Софья Карловна вздрогнула, и по ее красивому лицу скользнуло выражение презрительной ненависти. Затем она произнесла:
— Мне это неизвестно! Но, даже допуская обращение моей матери к защите великого князя Михаила Павловича, я принуждена сказать вам, что, поступая так, она не в «ваши дела вмешивалась», а поруганные права своей сироты-дочери защищала и восстановляла честь того доблестного имени, которое завещал ей мой отец! Но что нам с вами толковать о том, чего ни исправить, ни изменить мы оба не в силах? Если вы так боитесь гнева своей матери, обратитесь к великому князю… его решению я беспрекословно подчинюсь. Полагаю, что ему подчинится и матушка.

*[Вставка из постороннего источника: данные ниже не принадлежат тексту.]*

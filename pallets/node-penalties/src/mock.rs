use crate as pallet_node_penalties;
use frame_support::{derive_impl, traits::ConstU8};
use sp_runtime::BuildStorage;

type Block = frame_system::mocking::MockBlock<Test>;

// Configure a mock runtime to test the pallet.
frame_support::construct_runtime!(
	pub enum Test {
		System: frame_system,
		NodePenalties: pallet_node_penalties,
	}
);

#[derive_impl(frame_system::config_preludes::TestDefaultConfig)]
impl frame_system::Config for Test {
	type Block = Block;
}

impl pallet_node_penalties::Config for Test {
	type RuntimeEvent = RuntimeEvent;
	type PenaltyReputationLoss = ConstU8<10>;
	type RewardReputationGain = ConstU8<5>;
}

// Build genesis storage according to the mock runtime.
pub fn new_test_ext() -> sp_io::TestExternalities {
	let t = frame_system::GenesisConfig::<Test>::default().build_storage().unwrap();

	let mut ext = sp_io::TestExternalities::new(t);
	ext.execute_with(|| System::set_block_number(1));
	ext
}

— Что ж, вы прикажете великому князю разбивать устроенную им самим свадьбу? — произнес молодой гвардеец.
— Я никому ничего приказать не могу и даже просить никого ни о чем не стану! — твердо сказала Софья Карловна. — Я отвечаю на ваш вопрос и еще раз повторяю вам, что обсуждать его нам с вами поздно: до свадьбы остается всего неделя, да мне сегодня и венчальное платье прислано из дворца.
— Как там заботятся о вашей свадьбе!
— Да! Царская фамилия очень милостива ко мне! — спокойно ответила Лешерн и, чтобы положить предел дальнейшим пререканиям, сообщила жениху о только что объявленном ей решении матери.
— Прямо проехать жить в Царскую Славянку? — удивился князь. — Да это, пожалуй, будет и оригинально, и довольно удобно, а главное, очень дешево!.. Мы с вами не крезами в новую жизнь вступаем!..
Софья Карловна подняла на него удивленный взгляд.
— Но ведь вам выдана довольно крупная сумма денег, как мне передавала мама?
— А ваша матушка и это проведала? — насмешливо спросил он.
— Ей не нужно было ничего «проведывать»: эти деньги выданы лично ей и только от ее имени могли быть переданы вам! Вы обязаны со временем возвратить их ей.
— А жить на что же мне прикажете? — грубо спросил Несвицкий.
— На то, что у меня осталось от отца, и на ваши личные средства.
— От вашего батюшки, сколько мне известно, вам осталось гораздо больше славы, нежели денег, что же касается меня, то я еще раз повторяю вам, что лично у меня нет ровно ничего и благодаря моему браку с вами, вероятно, и никогда ничего не будет.
Этот разговор был прерван прибытием посланного от государыни императрицы, привезшего невесте дорогой жемчужный прибор.
Софья Карловна и генеральша выразили свою почтительную признательность, и когда посланный удалился и генеральша ушла к себе, бросив рассеянный взгляд на дорогой и щедрый подарок, Софья Карловна, взяв в руки дорогой сафьяновый футляр, протянула его жениху со словами:
— Вот вам и утешение судьба послала! — Это — вещь дорогая… ее продать можно… Вы — человек практичный и, женившись на мне, вероятно, смело пустите в ход свои коммерческие способности?
В тоне, которым были произнесены эти слова, было так много глубокого презрения, они так вызывающе были брошены в лицо блестящему гвардейцу, что человеку более чуткому и сознательному они прозвучали бы кровавой обидой.
Но сын старой княгини Несвицкой был закален в бою и входил в жизнь обстрелянным, опытным человеком.
Он почти не слыхал последних слов невесты. В его практическом уме действительно вставала приблизительная оценка только что присланного императрицей подарка.